The fraternity was accredited by authorities of the University of the Philippines in September 1963. A second chapter was established the University of the Philippines Los Baños in 1964, followed by the University of the Philippines Manila in 1987.

== Symbols ==
Initially, the Greek letters "ΑΣ" stood for "Academic Supremacy in the Arts and Sciences," which evolved into "Advocates of Scholarship" when the fraternity was accredited in 1963. Later, the meaning was redefined as Alay sa Sambayanan or "Offering to the People.", reflecting the fraternity's broader mission and civic engagement.

The fraternity's motto is "Truth–Reason–Justice". Its slogan is "In all endeavors, the mark of excellence." Its pillars are nationalism, academic excellence, leadership, and physical development.

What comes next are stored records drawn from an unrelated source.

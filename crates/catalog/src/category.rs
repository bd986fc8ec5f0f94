//! Categories group products in the back office.

use chrono::{DateTime, Utc};
use serde::{Deserialize, Serialize};

use comptoir_core::{CategoryId, DomainError, DomainResult};

#[derive(Debug, Clone, PartialEq, Eq, Serialize, Deserialize)]
pub struct Category {
    pub id: CategoryId,
    pub name: String,
    pub created_at: DateTime<Utc>,
}

/// Caller-editable attributes of a [`Category`].
#[derive(Debug, Clone, PartialEq, Eq, Serialize, Deserialize)]
pub struct CategoryFields {
    pub name: String,
}

impl CategoryFields {
    fn validate(&self) -> DomainResult<()> {
        if self.name.trim().is_empty() {
            return Err(DomainError::validation("category name cannot be empty"));
        }
        Ok(())
    }
}

impl Category {
    pub fn new(
        id: CategoryId,
        fields: CategoryFields,
        created_at: DateTime<Utc>,
    ) -> DomainResult<Self> {
        fields.validate()?;
        Ok(Self {
            id,
            name: fields.name,
            created_at,
        })
    }

    pub fn apply_fields(&mut self, fields: CategoryFields) -> DomainResult<()> {
        fields.validate()?;
        self.name = fields.name;
        Ok(())
    }
}
//! Consistent error responses.
//!
//! Every failure body is `{"error": <code>, "message": <text>}`. The stock
//! rejection carries the French wording, product name included, because the
//! back-office UI displays it verbatim.

use axum::http::StatusCode;
use axum::response::IntoResponse;
use serde_json::json;

use comptoir_core::DomainError;
use comptoir_infra::{StoreError, WorkflowError};

pub fn json_error(
    status: StatusCode,
    code: &'static str,
    message: impl Into<String>,
) -> axum::response::Response {
    (
        status,
        axum::Json(json!({
            "error": code,
            "message": message.into(),
        })),
    )
        .into_response()
}

pub fn insufficient_stock_message(product: &str) -> String {
    format!("La quantité demandée n'est pas disponible en stock pour le produit {product}")
}

pub fn workflow_error_to_response(err: WorkflowError) -> axum::response::Response {
    match err {
        WorkflowError::Validation(msg) => {
            json_error(StatusCode::BAD_REQUEST, "validation_error", msg)
        }
        WorkflowError::NotFound => json_error(StatusCode::NOT_FOUND, "not_found", "not found"),
        WorkflowError::InsufficientStock { product } => json_error(
            StatusCode::UNPROCESSABLE_ENTITY,
            "insufficient_stock",
            insufficient_stock_message(&product),
        ),
        WorkflowError::Conflict(msg) => json_error(StatusCode::CONFLICT, "conflict", msg),
        WorkflowError::Store(e) => json_error(
            StatusCode::INTERNAL_SERVER_ERROR,
            "store_error",
            e.to_string(),
        ),
    }
}

pub fn domain_error_to_response(err: DomainError) -> axum::response::Response {
    match err {
        DomainError::Validation(msg) => {
            json_error(StatusCode::BAD_REQUEST, "validation_error", msg)
        }
        DomainError::InvalidId(msg) => json_error(StatusCode::BAD_REQUEST, "invalid_id", msg),
        DomainError::NotFound => json_error(StatusCode::NOT_FOUND, "not_found", "not found"),
        DomainError::InsufficientStock { product } => json_error(
            StatusCode::UNPROCESSABLE_ENTITY,
            "insufficient_stock",
            insufficient_stock_message(&product),
        ),
        DomainError::Conflict(msg) => json_error(StatusCode::CONFLICT, "conflict", msg),
    }
}

pub fn store_error_to_response(err: StoreError) -> axum::response::Response {
    match err {
        StoreError::NotFound => json_error(StatusCode::NOT_FOUND, "not_found", "not found"),
        StoreError::DuplicateOrderNum(num) => json_error(
            StatusCode::CONFLICT,
            "conflict",
            format!("order number {num} is already allocated"),
        ),
        StoreError::Referenced { entity } => referenced_to_response(entity),
        StoreError::InsufficientStock { .. } => json_error(
            StatusCode::UNPROCESSABLE_ENTITY,
            "insufficient_stock",
            "insufficient stock",
        ),
        other => json_error(
            StatusCode::INTERNAL_SERVER_ERROR,
            "store_error",
            other.to_string(),
        ),
    }
}

fn referenced_to_response(entity: &'static str) -> axum::response::Response {
    let message = match entity {
        // Wording the UI displays verbatim, quirks and all.
        "product" => "can not delete this commande".to_string(),
        "category" => "cannot delete a category that still has products".to_string(),
        "customer" => "cannot delete a customer with orders on file".to_string(),
        other => format!("{other} is still referenced"),
    };
    json_error(StatusCode::CONFLICT, "conflict", message)
}
//! Pure stock arithmetic for the order workflow.
//!
//! Everything here folds line items or detail rows into per-product signed
//! movements ([`StockAdjustment`]); applying them to product rows is the
//! store's job. Folding first means a request that names the same product
//! twice is checked and applied against the combined quantity.

use std::collections::BTreeMap;

use comptoir_catalog::StockAdjustment;
use comptoir_core::ProductId;

use crate::order::{LineItem, OrderDetail};

/// Sums requested quantities per product. Ordering is by product id so the
/// resulting movements are deterministic.
pub fn fold_line_items(items: &[LineItem]) -> BTreeMap<ProductId, i64> {
    let mut totals = BTreeMap::new();
    for item in items {
        *totals.entry(item.product_id).or_insert(0) += item.quantity;
    }
    totals
}

/// Movements that reserve stock for the given line items. Lines naming the
/// same product fold into a single negative delta.
pub fn reservation_deltas(items: &[LineItem]) -> Vec<StockAdjustment> {
    fold_line_items(items)
        .into_iter()
        .map(|(product_id, quantity)| StockAdjustment::new(product_id, -quantity))
        .collect()
}

/// Movements that give back everything the given detail rows reserved.
pub fn restoration_deltas(details: &[OrderDetail]) -> Vec<StockAdjustment> {
    let mut totals: BTreeMap<ProductId, i64> = BTreeMap::new();
    for detail in details {
        *totals.entry(detail.product_id).or_insert(0) += detail.order_quantity;
    }
    totals
        .into_iter()
        .map(|(product_id, quantity)| StockAdjustment::new(product_id, quantity))
        .collect()
}

/// Movements that turn the reservation held by `current` into the one
/// `requested` asks for. A product kept at the same quantity produces no
/// movement; a dropped product produces a positive delta, an added or grown
/// one a negative delta.
pub fn stock_deltas(current: &[OrderDetail], requested: &[LineItem]) -> Vec<StockAdjustment> {
    let mut deltas: BTreeMap<ProductId, i64> = BTreeMap::new();
    for detail in current {
        *deltas.entry(detail.product_id).or_insert(0) += detail.order_quantity;
    }
    for item in requested {
        *deltas.entry(item.product_id).or_insert(0) -= item.quantity;
    }
    deltas
        .into_iter()
        .filter(|(_, delta)| *delta != 0)
        .map(|(product_id, delta)| StockAdjustment::new(product_id, delta))
        .collect()
}

#[cfg(test)]
mod tests {
    use comptoir_core::OrderId;
    use uuid::Uuid;

    use super::*;

    fn pid(n: u128) -> ProductId {
        ProductId::from_uuid(Uuid::from_u128(n))
    }

    fn line(product: ProductId, quantity: i64) -> LineItem {
        LineItem {
            product_id: product,
            quantity,
        }
    }

    fn detail(order_id: OrderId, product: ProductId, quantity: i64) -> OrderDetail {
        OrderDetail::from_line_item(order_id, &line(product, quantity))
    }

    #[test]
    fn duplicate_lines_fold_into_one_reservation() {
        let p = pid(1);
        let deltas = reservation_deltas(&[line(p, 2), line(p, 3)]);
        assert_eq!(deltas, vec![StockAdjustment::new(p, -5)]);
    }

    #[test]
    fn unchanged_lines_produce_no_movement() {
        let order_id = OrderId::new();
        let p = pid(1);
        let current = vec![detail(order_id, p, 4)];
        let requested = vec![line(p, 4)];
        assert!(stock_deltas(&current, &requested).is_empty());
    }

    #[test]
    fn grown_dropped_and_added_products_each_get_their_delta() {
        let order_id = OrderId::new();
        let (kept, dropped, added) = (pid(1), pid(2), pid(3));
        let current = vec![detail(order_id, kept, 2), detail(order_id, dropped, 5)];
        let requested = vec![line(kept, 6), line(added, 1)];

        let deltas = stock_deltas(&current, &requested);
        assert_eq!(
            deltas,
            vec![
                StockAdjustment::new(kept, -4),
                StockAdjustment::new(dropped, 5),
                StockAdjustment::new(added, -1),
            ]
        );
    }

    #[test]
    fn restoration_gives_back_every_reserved_unit() {
        let order_id = OrderId::new();
        let p = pid(1);
        let q = pid(2);
        let details = vec![
            detail(order_id, p, 2),
            detail(order_id, p, 3),
            detail(order_id, q, 1),
        ];
        let deltas = restoration_deltas(&details);
        assert_eq!(
            deltas,
            vec![StockAdjustment::new(p, 5), StockAdjustment::new(q, 1)]
        );
    }
}

#[cfg(test)]
mod proptest_tests {
    use comptoir_core::OrderId;
    use proptest::prelude::*;
    use uuid::Uuid;

    use super::*;

    fn pid(n: usize) -> ProductId {
        ProductId::from_uuid(Uuid::from_u128(n as u128 + 1))
    }

    /// (product index, quantity) pairs over a pool of four products.
    fn lines() -> impl Strategy<Value = Vec<(usize, i64)>> {
        prop::collection::vec((0usize..4, 1i64..20), 0..8)
    }

    proptest! {
        #![proptest_config(ProptestConfig { cases: 1000, ..ProptestConfig::default() })]

        #[test]
        fn update_deltas_conserve_units(current in lines(), requested in lines()) {
            let order_id = OrderId::new();
            let details: Vec<OrderDetail> = current
                .iter()
                .map(|(idx, qty)| OrderDetail {
                    id: comptoir_core::OrderDetailId::new(),
                    order_id,
                    product_id: pid(*idx),
                    order_quantity: *qty,
                })
                .collect();
            let items: Vec<LineItem> = requested
                .iter()
                .map(|(idx, qty)| LineItem { product_id: pid(*idx), quantity: *qty })
                .collect();

            // Expected per-product delta: reserved now minus reserved after.
            let mut expected: std::collections::BTreeMap<ProductId, i64> =
                std::collections::BTreeMap::new();
            for (idx, qty) in &current {
                *expected.entry(pid(*idx)).or_insert(0) += qty;
            }
            for (idx, qty) in &requested {
                *expected.entry(pid(*idx)).or_insert(0) -= qty;
            }

            let mut remaining = expected;
            for adj in stock_deltas(&details, &items) {
                prop_assert_eq!(remaining.remove(&adj.product_id), Some(adj.delta));
                prop_assert_ne!(adj.delta, 0);
            }
            // Products without a movement must have netted out to zero.
            prop_assert!(remaining.values().all(|d| *d == 0));
        }

        #[test]
        fn reservations_never_hand_stock_back(requested in lines()) {
            let items: Vec<LineItem> = requested
                .iter()
                .map(|(idx, qty)| LineItem { product_id: pid(*idx), quantity: *qty })
                .collect();
            let total: i64 = items.iter().map(|i| i.quantity).sum();

            let deltas = reservation_deltas(&items);
            prop_assert!(deltas.iter().all(|a| a.delta < 0));
            prop_assert_eq!(deltas.iter().map(|a| a.delta).sum::<i64>(), -total);
        }
    }
}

Alpha Sigma Fraternity's colors are blue, which symbolizes truth and loyalty, and gold, which represents excellence and warm-heartedness. Members of the fraternity are known as Masig.

== Chapters ==

| Chapter | Charter date | Institution | Location | Status | Ref. |
|---|---|---|---|---|---|
| Diliman | October 10, 1962 | University of the Philippines Diliman | Quezon City, Metro Manila, Philippines | Active |  |
| Los Baños | October 10, 1964 | University of the Philippines Los Baños | Los Baños, Laguna, Philippines | Active |  |
| Manila | 1987 | University of the Philippines Manila | Manila, Philippines | Active |  |

== Activities ==
The Toy For Totoy is an annual charitable outreach project organised by the University of the Philippines Alpha Sigma Fraternity. The drive is held each Christmas season and serves as the fraternity's signature service event, intended to bring holiday cheer to children in underserved communities while reinforcing their foundational pillars of nationalism, academic excellence, leadership, and physical development. The event was originally launched to give tangible expression to the fraternity's motto “Alay Sa Sambayanan” and to broaden its service footprint beyond campus. Through the Toy For Totoy initiative, Masig mobilizes its members, student-volunteers, supporters and partner organizations to collect new and gently-used toys, gifts, art materials, and other forms of support, then distribute them to children in chosen communities during the Christmas season.

== Notable members ==
- Butch Dalisay – is a Filipino writer. He has won numerous awards and prizes for fiction, poetry, drama, non-fiction, and screenwriting, including 16 Palanca Awards.
- Randy David – is a Filipino journalist, sociologist, and public intellectual. He is a professor emeritus of sociology at the University of the Philippines Diliman. He is a columnist at Philippine Daily Inquirer.
- Kit Belmonte – is a Filipino lawyer and politician representative for Quezon City's 6th district from 2013 to 2022.
- Mike Defensor – is a Filipino politician who most recently served as the Party-list Representative for Anakalusugan from 2019 to 2022.
- Patrick Gregorio – Philippine Sports Commission Chairman
- Gregorio Honasan – is a Filipino politician and a cashiered Philippine Army officer. He is former member of the Senate of the Philippines.
- Raul Pangalangan – is a Filipino lawyer, and a retired judge of the International Criminal Court. He is a former dean of the University of the Philippines College of Law.
- Miro Quimbo – Chairman of Philippine House Committee on Ways and Means.

== Member misconduct ==
In December 2012, the UP College of Social Sciences and Philosophy filed an administrative complaint against Alpha Sigma and Alpha Phi Beta for brawling.

On June 18, 2015, four Alpha Sigma members at the University of the Philippines Diliman were assaulted by members of Upsilon Sigma Phi. Members of Alpha Sigma was accused of attacking Upsilon Sigma Phi members on June 16, but this alleged attack was not officially documented. Also in June 2015, two members of Alpha Sigma at the University of the Philippines Diliman where attacked and hit with baseball bats by members of Upsilon Sigma Phi. The issues between the two fraternities originated from campus politics. Five members of Upsilon Sigma Phi were arrested for the attacks.